-- Opening Marker --
use std::sync::{Arc, Mutex};
use std::time::Duration;

use async_trait::async_trait;
use rusqlite::{Connection, InterruptHandle, OpenFlags};
use tabprof_core::ConnectionConfig;
use tokio_util::sync::CancellationToken;
use tracing::{debug, warn};

use crate::{
    connection::{ConnectionProvider, TableConnection},
    error::{ConnectionError, QueryError},
};

/// How often a cancelled query is re-interrupted until its worker returns.
const INTERRUPT_RETRY: Duration = Duration::from_millis(10);

/// Opens a fresh read-only SQLite connection per request.
///
/// Each execution gets its own handle, so a cancelled query only interrupts
/// the task that owns it.
#[derive(Debug, Default, Clone)]
pub struct SqliteProvider;

impl SqliteProvider {
    pub fn new() -> Self {
        Self
    }
}

#[async_trait]
impl ConnectionProvider for SqliteProvider {
    async fn get_connection(
        &self,
        config: &ConnectionConfig,
    ) -> Result<Arc<dyn TableConnection>, ConnectionError> {
        let config = config.clone();
        let conn = tokio::task::spawn_blocking(move || SqliteConnection::open(&config))
            .await
            .map_err(|e| ConnectionError::Unavailable(e.to_string()))??;
        Ok(Arc::new(conn))
    }
}

/// A read-only SQLite handle whose queries run on the blocking pool and can
/// be interrupted mid-statement.
pub struct SqliteConnection {
    conn: Arc<Mutex<Connection>>,
    interrupt: InterruptHandle,
}

impl SqliteConnection {
    /// Open `config.path` read-only. Fails if the file does not exist.
    pub fn open(config: &ConnectionConfig) -> Result<Self, ConnectionError> {
        let open_err = |source| ConnectionError::Open {
            path: config.path.clone(),
            source,
        };
        let conn = Connection::open_with_flags(
            &config.path,
            OpenFlags::SQLITE_OPEN_READ_ONLY
                | OpenFlags::SQLITE_OPEN_URI
                | OpenFlags::SQLITE_OPEN_NO_MUTEX,
        )
        .map_err(open_err)?;
        conn.busy_timeout(Duration::from_millis(config.busy_timeout_ms))
            .map_err(open_err)?;
        debug!(connection = %config.id, path = %config.path, "sqlite connection opened");
        Ok(Self::from_connection(conn))
    }

    /// Wrap an already-open connection.
    pub fn from_connection(conn: Connection) -> Self {
        let interrupt = conn.get_interrupt_handle();
        Self {
            conn: Arc::new(Mutex::new(conn)),
            interrupt,
        }
    }

    /// Run `f` against the connection on the blocking pool, racing it
    /// against `cancel`. On cancellation the running statement is
    /// interrupted (repeatedly, until it stops) and the worker is awaited
    /// before returning.
    async fn run_blocking<T, F>(&self, cancel: &CancellationToken, f: F) -> Result<T, QueryError>
    where
        T: Send + 'static,
        F: FnOnce(&Connection) -> rusqlite::Result<T> + Send + 'static,
    {
        if cancel.is_cancelled() {
            return Err(QueryError::Cancelled);
        }

        let conn = Arc::clone(&self.conn);
        let token = cancel.clone();
        let mut job = tokio::task::spawn_blocking(move || -> Result<T, QueryError> {
            let guard = conn
                .lock()
                .map_err(|_| QueryError::Backend("sqlite connection lock poisoned".into()))?;
            // sqlite3_interrupt is a no-op when no statement is active yet.
            if token.is_cancelled() {
                return Err(QueryError::Cancelled);
            }
            Ok(f(&guard)?)
        });

        tokio::select! {
            biased;
            _ = cancel.cancelled() => {
                // An interrupt issued before the statement starts stepping is
                // cleared by SQLite, so repeat it until the worker returns.
                let mut retry = tokio::time::interval(INTERRUPT_RETRY);
                loop {
                    self.interrupt.interrupt();
                    tokio::select! {
                        res = &mut job => {
                            if let Err(e) = res {
                                warn!(error = %e, "interrupted sqlite worker panicked");
                            }
                            break;
                        }
                        _ = retry.tick() => {}
                    }
                }
                Err(QueryError::Cancelled)
            }
            res = &mut job => res.map_err(|e| QueryError::Join(e.to_string()))?,
        }
    }
}

#[async_trait]
impl TableConnection for SqliteConnection {
    async fn list_tables(&self, cancel: &CancellationToken) -> Result<Vec<String>, QueryError> {
        self.run_blocking(cancel, |conn| {
            let mut stmt = conn.prepare(
                "SELECT name FROM sqlite_master
                 WHERE type IN ('table', 'view') AND name NOT LIKE 'sqlite_%'
                 ORDER BY name",
            )?;
            let names = stmt
                .query_map([], |row| row.get::<_, String>(0))?
                .collect::<rusqlite::Result<Vec<_>>>()?;
            Ok(names)
        })
        .await
    }

    async fn columns(
        &self,
        table: &str,
        cancel: &CancellationToken,
    ) -> Result<Vec<String>, QueryError> {
        let table = table.to_string();
        self.run_blocking(cancel, move |conn| {
            let mut stmt =
                conn.prepare("SELECT name FROM pragma_table_info(?1) ORDER BY cid")?;
            let names = stmt
                .query_map([&table], |row| row.get::<_, String>(0))?
                .collect::<rusqlite::Result<Vec<_>>>()?;
            Ok(names)
        })
        .await
    }

    async fn query_counts(
        &self,
        sql: &str,
        cancel: &CancellationToken,
    ) -> Result<Vec<Option<i64>>, QueryError> {
        let sql = sql.to_string();
        let row = self
            .run_blocking(cancel, move |conn| {
                let mut stmt = conn.prepare(&sql)?;
                let width = stmt.column_count();
                stmt.query_row([], |row| {
                    (0..width)
                        .map(|i| row.get::<_, Option<i64>>(i))
                        .collect::<rusqlite::Result<Vec<_>>>()
                })
            })
            .await?;
        if row.is_empty() {
            return Err(QueryError::Shape("query returned no columns".into()));
        }
        Ok(row)
    }
}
-- Closing Marker --
Aim of the exercise:
Restate the data exactly, keeping every line intact.

Solution for this task:
use std::sync::{Arc, Mutex};
use std::time::Duration;

use async_trait::async_trait;
use rusqlite::{Connection, InterruptHandle, OpenFlags};
use tabprof_core::ConnectionConfig;
use tokio_util::sync::CancellationToken;
use tracing::{debug, warn};

use crate::{
    connection::{ConnectionProvider, TableConnection},
    error::{ConnectionError, QueryError},
};

/// How often a cancelled query is re-interrupted until its worker returns.
const INTERRUPT_RETRY: Duration = Duration::from_millis(10);

/// Opens a fresh read-only SQLite connection per request.
///
/// Each execution gets its own handle, so a cancelled query only interrupts
/// the task that owns it.
#[derive(Debug, Default, Clone)]
pub struct SqliteProvider;

impl SqliteProvider {
    pub fn new() -> Self {
        Self
    }
}

#[async_trait]
impl ConnectionProvider for SqliteProvider {
    async fn get_connection(
        &self,
        config: &ConnectionConfig,
    ) -> Result<Arc<dyn TableConnection>, ConnectionError> {
        let config = config.clone();
        let conn = tokio::task::spawn_blocking(move || SqliteConnection::open(&config))
            .await
            .map_err(|e| ConnectionError::Unavailable(e.to_string()))??;
        Ok(Arc::new(conn))
    }
}

/// A read-only SQLite handle whose queries run on the blocking pool and can
/// be interrupted mid-statement.
pub struct SqliteConnection {
    conn: Arc<Mutex<Connection>>,
    interrupt: InterruptHandle,
}

impl SqliteConnection {
    /// Open `config.path` read-only. Fails if the file does not exist.
    pub fn open(config: &ConnectionConfig) -> Result<Self, ConnectionError> {
        let open_err = |source| ConnectionError::Open {
            path: config.path.clone(),
            source,
        };
        let conn = Connection::open_with_flags(
            &config.path,
            OpenFlags::SQLITE_OPEN_READ_ONLY
                | OpenFlags::SQLITE_OPEN_URI
                | OpenFlags::SQLITE_OPEN_NO_MUTEX,
        )
        .map_err(open_err)?;
        conn.busy_timeout(Duration::from_millis(config.busy_timeout_ms))
            .map_err(open_err)?;
        debug!(connection = %config.id, path = %config.path, "sqlite connection opened");
        Ok(Self::from_connection(conn))
    }

    /// Wrap an already-open connection.
    pub fn from_connection(conn: Connection) -> Self {
        let interrupt = conn.get_interrupt_handle();
        Self {
            conn: Arc::new(Mutex::new(conn)),
            interrupt,
        }
    }

    /// Run `f` against the connection on the blocking pool, racing it
    /// against `cancel`. On cancellation the running statement is
    /// interrupted (repeatedly, until it stops) and the worker is awaited
    /// before returning.
    async fn run_blocking<T, F>(&self, cancel: &CancellationToken, f: F) -> Result<T, QueryError>
    where
        T: Send + 'static,
        F: FnOnce(&Connection) -> rusqlite::Result<T> + Send + 'static,
    {
        if cancel.is_cancelled() {
            return Err(QueryError::Cancelled);
        }

        let conn = Arc::clone(&self.conn);
        let token = cancel.clone();
        let mut job = tokio::task::spawn_blocking(move || -> Result<T, QueryError> {
            let guard = conn
                .lock()
                .map_err(|_| QueryError::Backend("sqlite connection lock poisoned".into()))?;
            // sqlite3_interrupt is a no-op when no statement is active yet.
            if token.is_cancelled() {
                return Err(QueryError::Cancelled);
            }
            Ok(f(&guard)?)
        });

        tokio::select! {
            biased;
            _ = cancel.cancelled() => {
                // An interrupt issued before the statement starts stepping is
                // cleared by SQLite, so repeat it until the worker returns.
                let mut retry = tokio::time::interval(INTERRUPT_RETRY);
                loop {
                    self.interrupt.interrupt();
                    tokio::select! {
                        res = &mut job => {
                            if let Err(e) = res {
                                warn!(error = %e, "interrupted sqlite worker panicked");
                            }
                            break;
                        }
                        _ = retry.tick() => {}
                    }
                }
                Err(QueryError::Cancelled)
            }
            res = &mut job => res.map_err(|e| QueryError::Join(e.to_string()))?,
        }
    }
}

#[async_trait]
impl TableConnection for SqliteConnection {
    async fn list_tables(&self, cancel: &CancellationToken) -> Result<Vec<String>, QueryError> {
        self.run_blocking(cancel, |conn| {
            let mut stmt = conn.prepare(
                "SELECT name FROM sqlite_master
                 WHERE type IN ('table', 'view') AND name NOT LIKE 'sqlite_%'
                 ORDER BY name",
            )?;
            let names = stmt
                .query_map([], |row| row.get::<_, String>(0))?
                .collect::<rusqlite::Result<Vec<_>>>()?;
            Ok(names)
        })
        .await
    }

    async fn columns(
        &self,
        table: &str,
        cancel: &CancellationToken,
    ) -> Result<Vec<String>, QueryError> {
        let table = table.to_string();
        self.run_blocking(cancel, move |conn| {
            let mut stmt =
                conn.prepare("SELECT name FROM pragma_table_info(?1) ORDER BY cid")?;
            let names = stmt
                .query_map([&table], |row| row.get::<_, String>(0))?
                .collect::<rusqlite::Result<Vec<_>>>()?;
            Ok(names)
        })
        .await
    }

    async fn query_counts(
        &self,
        sql: &str,
        cancel: &CancellationToken,
    ) -> Result<Vec<Option<i64>>, QueryError> {
        let sql = sql.to_string();
        let row = self
            .run_blocking(cancel, move |conn| {
                let mut stmt = conn.prepare(&sql)?;
                let width = stmt.column_count();
                stmt.query_row([], |row| {
                    (0..width)
                        .map(|i| row.get::<_, Option<i64>>(i))
                        .collect::<rusqlite::Result<Vec<_>>>()
                })
            })
            .await?;
        if row.is_empty() {
            return Err(QueryError::Shape("query returned no columns".into()));
        }
        Ok(row)
    }
}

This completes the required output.